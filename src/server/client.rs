use axum::async_trait;
use tokio_postgres::{types::Type, Client, NoTls, Row as PgRow};

use crate::data::{cache, BindValue, ExecuteError, Executor, Row};

/// Backend connection over the Postgres wire protocol.
pub struct PgExecutor {
    client: Client,
}

impl PgExecutor {
    /// Connect using a connection url and drive the connection task in the
    /// background.
    pub async fn connect(url: &str) -> Result<Self, ExecuteError> {
        let (client, connection) = tokio_postgres::connect(url, NoTls)
            .await
            .map_err(|err| ExecuteError(err.to_string()))?;

        tokio::spawn(async move {
            if let Err(err) = connection.await {
                tracing::error!("connection error: {err}");
            }
        });

        Ok(Self { client })
    }
}

#[async_trait]
impl Executor for PgExecutor {
    async fn execute(&self, sql: &str, params: &[BindValue]) -> Result<Vec<Row>, ExecuteError> {
        // cached statements carry $n markers for the row id / limit /
        // offset; splice the runtime values in as escaped literals, the
        // same way the rest of the statement was rendered
        let sql = if params.is_empty() {
            sql.to_owned()
        } else {
            cache::bind(sql, params)
        };

        let rows = self
            .client
            .query(&sql, &[])
            .await
            .map_err(|err| ExecuteError(err.to_string()))?;

        Ok(rows.iter().map(row_to_json).collect())
    }
}

fn row_to_json(row: &PgRow) -> Row {
    let mut map = Row::new();
    for (index, column) in row.columns().iter().enumerate() {
        map.insert(
            column.name().to_owned(),
            column_value(row, index, column.type_()),
        );
    }
    map
}

fn column_value(row: &PgRow, index: usize, ty: &Type) -> serde_json::Value {
    use serde_json::Value;

    if *ty == Type::BOOL {
        row.try_get::<_, Option<bool>>(index)
            .ok()
            .flatten()
            .map(Value::Bool)
            .unwrap_or(Value::Null)
    } else if *ty == Type::INT2 {
        row.try_get::<_, Option<i16>>(index)
            .ok()
            .flatten()
            .map(|v| Value::Number(v.into()))
            .unwrap_or(Value::Null)
    } else if *ty == Type::INT4 {
        row.try_get::<_, Option<i32>>(index)
            .ok()
            .flatten()
            .map(|v| Value::Number(v.into()))
            .unwrap_or(Value::Null)
    } else if *ty == Type::INT8 {
        row.try_get::<_, Option<i64>>(index)
            .ok()
            .flatten()
            .map(|v| Value::Number(v.into()))
            .unwrap_or(Value::Null)
    } else if *ty == Type::FLOAT4 {
        row.try_get::<_, Option<f32>>(index)
            .ok()
            .flatten()
            .and_then(|v| serde_json::Number::from_f64(v as f64))
            .map(Value::Number)
            .unwrap_or(Value::Null)
    } else if *ty == Type::FLOAT8 {
        row.try_get::<_, Option<f64>>(index)
            .ok()
            .flatten()
            .and_then(serde_json::Number::from_f64)
            .map(Value::Number)
            .unwrap_or(Value::Null)
    } else if *ty == Type::JSON || *ty == Type::JSONB {
        row.try_get::<_, Option<Value>>(index)
            .ok()
            .flatten()
            .unwrap_or(Value::Null)
    } else if let Ok(Some(text)) = row.try_get::<_, Option<String>>(index) {
        Value::String(text)
    } else {
        tracing::debug!(column_type = %ty, "unhandled column type decoded as null");
        Value::Null
    }
}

Task => Copy, please, exactly the lines that start at the first line of the data and end at the line containing "if *ty == Type::INT2", both kept and no others.

Task solution =>
filename src/server/client.rs
use axum::async_trait;
use tokio_postgres::{types::Type, Client, NoTls, Row as PgRow};

use crate::data::{cache, BindValue, ExecuteError, Executor, Row};

/// Backend connection over the Postgres wire protocol.
pub struct PgExecutor {
    client: Client,
}

impl PgExecutor {
    /// Connect using a connection url and drive the connection task in the
    /// background.
    pub async fn connect(url: &str) -> Result<Self, ExecuteError> {
        let (client, connection) = tokio_postgres::connect(url, NoTls)
            .await
            .map_err(|err| ExecuteError(err.to_string()))?;

        tokio::spawn(async move {
            if let Err(err) = connection.await {
                tracing::error!("connection error: {err}");
            }
        });

        Ok(Self { client })
    }
}

#[async_trait]
impl Executor for PgExecutor {
    async fn execute(&self, sql: &str, params: &[BindValue]) -> Result<Vec<Row>, ExecuteError> {
        // cached statements carry $n markers for the row id / limit /
        // offset; splice the runtime values in as escaped literals, the
        // same way the rest of the statement was rendered
        let sql = if params.is_empty() {
            sql.to_owned()
        } else {
            cache::bind(sql, params)
        };

        let rows = self
            .client
            .query(&sql, &[])
            .await
            .map_err(|err| ExecuteError(err.to_string()))?;

        Ok(rows.iter().map(row_to_json).collect())
    }
}

fn row_to_json(row: &PgRow) -> Row {
    let mut map = Row::new();
    for (index, column) in row.columns().iter().enumerate() {
        map.insert(
            column.name().to_owned(),
            column_value(row, index, column.type_()),
        );
    }
    map
}

fn column_value(row: &PgRow, index: usize, ty: &Type) -> serde_json::Value {
    use serde_json::Value;

    if *ty == Type::BOOL {
        row.try_get::<_, Option<bool>>(index)
            .ok()
            .flatten()
            .map(Value::Bool)
            .unwrap_or(Value::Null)
    } else if *ty == Type::INT2 {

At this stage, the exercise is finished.